Así las cosas, parece claro que la legislación sanitaria habilita, como se ha señalado, a que la autoridad sanitaria (normalmente la autonómica) adopte medidas de control de los enfermos y sus contactos inmediatos, así como otras necesarias, aún cuando supongan privación o restricción de derechos fundamentales. Ahora bien, se han de dirigir a personas concretas o grupos de personas identificables y, además, en tales casos es ineludible la autorización o ratificación judicial. Fue el caso, por ejemplo, de la orden de confinamiento de un millar de turistas en un hotel de Tenerife que se decretó en febrero. A este respecto, es importante reafirmar el sentido de la intervención judicial, una garantía que bajo ningún concepto deberíamos sacrificar en hipotéticas reformas legislativas.

Asimismo, las autoridades sanitarias de acuerdo con esta normativa también pueden adoptar medidas de prevención general. Ocurre que, en mi opinión, estas medidas no deben implicar restricciones a derechos fundamentales. No es una cuestión competencial (es decir, da igual que fuera la autoridad sanitaria autonómica o estatal), sino que, a mi entender, el problema radica en que resulta exorbitante reconocer a la autoridad administrativa la potestad de dictar órdenes reglamentarias que impliquen severas restricciones de derechos fundamentales. Porque, además, en estos casos no tiene sentido prever la ratificación judicial, al tratarse de regulaciones generales con destinatarios indeterminados. Eso sí, hay que ser mesurados a la hora de valorar cuándo hay una restricción de un derecho fundamental. De tal suerte que, por ejemplo, sí que creo que es legítimo que la autoridad sanitaria acuerde medidas de prevención como la imposición del uso de mascarillas o la reducción de aforos, que sólo afectan a derechos fundamentales de forma colateral o remota, mientras que, a mi juicio, no estarían legitimadas para adoptar medidas que impliquen restricción de la movilidad de las personas o que limiten las posibilidades de reunirse.

En este último supuesto, para restringir de forma generalizada derechos fundamentales, considero que resulta necesario acudir al estado de alarma. Sólo en la lógica del Derecho de excepción podemos admitir que se apodere a la autoridad sanitaria para que adopte este tipo de medidas. No estamos en el ámbito de la regulación general de unos derechos y sus límites, sino en el establecimiento de un régimen excepcional donde, además, se le conceden a la autoridad sanitaria unos poderes especialmente intensos en relación con los derechos y libertades fundamentales. Por ello, entiendo que resultaría inconstitucional si se intenta reformar la Ley orgánica de salud pública para otorgar tales facultades a la Administración. Es el estado de alarma el que ofrece las mayores garantías a través del control político y jurisdiccional, especialmente ante el Tribunal Constitucional y sin perjuicio de que los actos aplicativos pudieran recurrirse ante la jurisdicción ordinaria.

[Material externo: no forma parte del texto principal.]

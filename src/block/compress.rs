//! GBA LZ77 compression — one-shot API.
//!
//! | Rust function        | Exported C symbol           |
//! |----------------------|-----------------------------|
//! | [`compress_bound`]   | `GBA_LZ77CompressBound`     |
//! | [`compress`]         | `GBA_LZ77Compress`          |
//! | [`compress_to_vec`]  | —                           |
//!
//! The encoder is greedy: at each input position it asks
//! [`select_token`] for a literal or a match, hands the token to a
//! [`FlagGroup`], and advances by the token's input length.  There is no
//! hashing and no lazy evaluation, so the output is a deterministic function
//! of the input alone.
//!
//! Capacity-exceeded conditions are signalled as
//! [`Err(Lz77Error::OutputExhausted)`](Lz77Error::OutputExhausted); the
//! destination contents are unspecified after any error.

use core::fmt;

use super::search::select_token;
use super::types::{
    decoded_len, is_lz77_header, stream_header, LZ77_HEADER_SIZE, LZ77_MAX_INPUT_SIZE,
    STREAM_ALIGNMENT,
};
use super::writer::{FlagGroup, OutputCursor};

// ─────────────────────────────────────────────────────────────────────────────
// Error type
// ─────────────────────────────────────────────────────────────────────────────

/// C return code for bad arguments.
pub const LZ77_E_BADARGS: isize = -1;

/// C return code for a destination that is too small.
pub const LZ77_E_DSTFULL: isize = -3;

/// Errors returned by the compressor.
#[derive(Debug, Clone, Copy, PartialEq, Eq)]
pub enum Lz77Error {
    /// Absent buffer with a nonzero length, or an input longer than
    /// [`LZ77_MAX_INPUT_SIZE`].
    InvalidArgument,
    /// The destination is too small for the header, payload, or padding.
    OutputExhausted,
}

impl Lz77Error {
    /// Negative sentinel used at the C boundary.
    #[inline]
    pub fn code(self) -> isize {
        match self {
            Lz77Error::InvalidArgument => LZ77_E_BADARGS,
            Lz77Error::OutputExhausted => LZ77_E_DSTFULL,
        }
    }

    /// Map a C return value back to an error.  `None` for non-negative
    /// (success) values and unknown codes.
    pub fn from_code(code: isize) -> Option<Self> {
        match code {
            LZ77_E_BADARGS => Some(Lz77Error::InvalidArgument),
            LZ77_E_DSTFULL => Some(Lz77Error::OutputExhausted),
            _ => None,
        }
    }
}

impl fmt::Display for Lz77Error {
    fn fmt(&self, f: &mut fmt::Formatter<'_>) -> fmt::Result {
        match self {
            Lz77Error::InvalidArgument => f.write_str("invalid argument"),
            Lz77Error::OutputExhausted => f.write_str("destination buffer is too small"),
        }
    }
}

impl std::error::Error for Lz77Error {}

// ─────────────────────────────────────────────────────────────────────────────
// Utility
// ─────────────────────────────────────────────────────────────────────────────

/// Destination size that always suffices for `input_size` bytes.
///
/// Header + two bytes per input byte + up to three padding bytes.  The true
/// worst case (all literals) is `4 + n + ceil(n / 8)` before padding, so this
/// is generous.  Saturates instead of overflowing.
#[inline]
pub fn compress_bound(input_size: usize) -> usize {
    input_size
        .saturating_mul(2)
        .saturating_add(LZ77_HEADER_SIZE + STREAM_ALIGNMENT - 1)
}

// ─────────────────────────────────────────────────────────────────────────────
// Compression
// ─────────────────────────────────────────────────────────────────────────────

/// Compress `src` into `dst`.
///
/// Returns the total number of bytes written (header, tokens and padding;
/// always a multiple of 4).  `dst` should hold at least
/// [`compress_bound`]`(src.len())` bytes.
pub fn compress(src: &[u8], dst: &mut [u8]) -> Result<usize, Lz77Error> {
    if src.len() > LZ77_MAX_INPUT_SIZE {
        return Err(Lz77Error::InvalidArgument);
    }

    let header = stream_header(src.len());
    debug_assert!(is_lz77_header(header) && decoded_len(header) == src.len());

    let mut out = OutputCursor::new(dst);
    out.put_u32_le(header)?;

    let mut group = FlagGroup::new();
    let mut ip = 0usize;
    while ip < src.len() {
        let token = select_token(src, ip);
        group.push(&mut out, token)?;
        ip += token.input_len();
    }
    group.flush(&mut out);

    out.pad_to(STREAM_ALIGNMENT)?;
    Ok(out.position())
}

/// Compress `src` into a freshly allocated, exactly-sized `Vec`.
pub fn compress_to_vec(src: &[u8]) -> Result<Vec<u8>, Lz77Error> {
    if src.len() > LZ77_MAX_INPUT_SIZE {
        return Err(Lz77Error::InvalidArgument);
    }
    let mut dst = vec![0u8; compress_bound(src.len())];
    let written = compress(src, &mut dst)?;
    dst.truncate(written);
    Ok(dst)
}
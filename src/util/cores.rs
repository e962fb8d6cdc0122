/// Returns the number of logical CPU cores available on the system.
///
/// Backed by `num_cpus::get()`, which honours cgroup quotas on Linux and
/// never returns 0.
pub fn count_cores() -> usize {
    num_cpus::get().max(1)
}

Y, a este respecto, debe advertirse que no parece que tenga mucho sentido decretar un estado de alarma a “la carta” a solicitud de cada Presidente autonómico. El Gobierno debería decretar el estado de alarma en todo el territorio nacional, ofreciendo una regulación general. El decreto del estado de alarma podría permitir una aplicación flexible, para que en los distintos territorios se fueran modulando las medidas en función de la situación sanitaria, y la LO 4/1981, de 1 de junio, de los estados de alarma, excepción y sitio (LOEAES) podría interpretarse generosamente para que el Gobierno pudiera delegar la gestión del mismo en los Presidentes autonómicos, si no quiere asumir el mando único.

Por último, cabe añadir que, si fuera necesario adoptar medidas no ya de restricción sino de privación absoluta de derechos fundamentales, como ocurrió con el confinamiento generalizado, entonces el estado de alarma se quedaría también corto y quizá deberíamos recurrir al de excepción, como ya sostuve –aquí-.

No obstante, esperemos que este último escenario no tenga que volver a producirse, pero conviene tener en cuenta que si hubiera que realizar alguna reforma legislativa de urgencia, creo que debería ser precisamente la de la LOEAES para adecuarla a una realidad que la ha desbordado.